El título mismo, Trapitos al sol, remite tanto a la transparencia como al chisme, a la exhibición pública de lo privado. ¿Qué resonancias culturales cree que despierta el chisme en su literatura?
—El colegio de curas combinaba alumnos pupilos y externos. Fue una cantera inagotable de chismes, que sacaban a relucir la ropa sucia que se amontonaba tras bambalinas. En los recreos los internos nos contaban vida y obra de esos tipos que fungían de educadores con sotana. Pontificadores seriales. Haz lo que yo digo, pero no lo que yo hago. Pedagogía esquizofrenizante. Los confesores eran, y son, por naturaleza chismosos. Algunos no podían disimular su “avidez onanística” por los detalles escabrosos o explícitos de nuestros pecados. Y pedían más información. De eso me di cuenta muchos años después. Cuando era chico me sonaba raro pero no sabía muy bien por qué.
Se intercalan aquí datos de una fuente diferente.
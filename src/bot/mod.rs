pub mod commands;
pub mod runtime;

pub use commands::Router;
pub use runtime::BotRuntime;
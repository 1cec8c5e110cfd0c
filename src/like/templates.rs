/// Reply template rendering.
use rand::seq::SliceRandom;
use rand::Rng;

/// Reply used when a template category is empty
pub const FALLBACK_REPLY: &str = "操作完成";

/// Replaces every `{key}` with its value in one pass over the template,
/// so substituted values are never scanned again. Unknown placeholders
/// stay as-is.
pub fn render(template: &str, params: &[(&str, String)]) -> String {
    let mut out = String::with_capacity(template.len());
    let mut rest = template;

    while let Some(open) = rest.find('{') {
        out.push_str(&rest[..open]);
        let tail = &rest[open..];
        let Some(close) = tail.find('}') else {
            rest = tail;
            break;
        };
        let key = &tail[1..close];
        if key.contains('{') {
            // "{{key}": keep the first brace, retry from the next one
            out.push('{');
            rest = &tail[1..];
            continue;
        }
        match params.iter().find(|(name, _)| *name == key) {
            Some((_, value)) => out.push_str(value),
            None => out.push_str(&tail[..=close]),
        }
        rest = &tail[close + 1..];
    }

    out.push_str(rest);
    out
}

/// Picks one template at random and renders it.
pub fn pick_and_render<R: Rng + ?Sized>(
    templates: &[String],
    params: &[(&str, String)],
    rng: &mut R,
) -> String {
    match templates.choose(rng) {
        Some(template) => render(template, params),
        None => FALLBACK_REPLY.to_string(),
    }
}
La confesión ha dejado una marca imborrable en lo que escribo. Somos todos los que alguna vez fuimos.
El estilo de la obra es fragmentario y ágil. ¿Pensó desde el inicio en esta estructura, o fue surgiendo a medida que escribía los textos?
—La estructura fragmentaria de mi operita prima es ex post facto. Mis poemas, cuentos y textos experimentales andaban desperdigados por el mundo (Ver respuesta 1). Se encontraron en Trapitos y juntos, como los hermanos a los que alude San Martín, se unieron para salir a la luz. Creo que la idea del mundo como un rompecabezas para armar, es una ilusión romántica. La idea de alcanzar una imagen perfecta, impoluta, es fútil. Y la vez frustrante. La fragmentación, en cambio, es el signo de nuestro tiempo. Y es justamente en el collage donde me siento en mi salsa. Donde intento darle algún sentido al mundo. Una tarea obviamente condenada al fracaso.
Desde hace años vive en los Estados Unidos. ¿Qué aprendió de la sociedad norteamericana?
—Creo que el sentido de la practicidad. Los gringos no pierden el tiempo en ceremonias, van a los bifes. La plasticidad del inglés americano es una prueba de ello. La capacidad de transformar sustantivos, marcas o nombres propios en verbos, por ejemplo. No es que no pueda hacerse en castellano, pero en inglés suena más natural, más orgánico. Además, como es mi segunda lengua me he permitido jugar un poco más con ella. Me tomo ciertas libertades que sorprenden, y divierten, a los gringos. Hay un precedente. Mi trabajo como redactor creativo es anterior a mi mudanza a USA. La publicidad argentina ha estado históricamente influenciada por la norteamericana. La necesidad de desarrollar un copy corto, conciso y conceptual viene de ahí. Comunicar mucho con poco. Tuve la suerte de trabajar con redactores excepcionales. De ellos aprendí un montón. Ayudaron a enriquecer mi caja de herramientas. Sospecho que esa práctica influyó en cómo escribo hoy.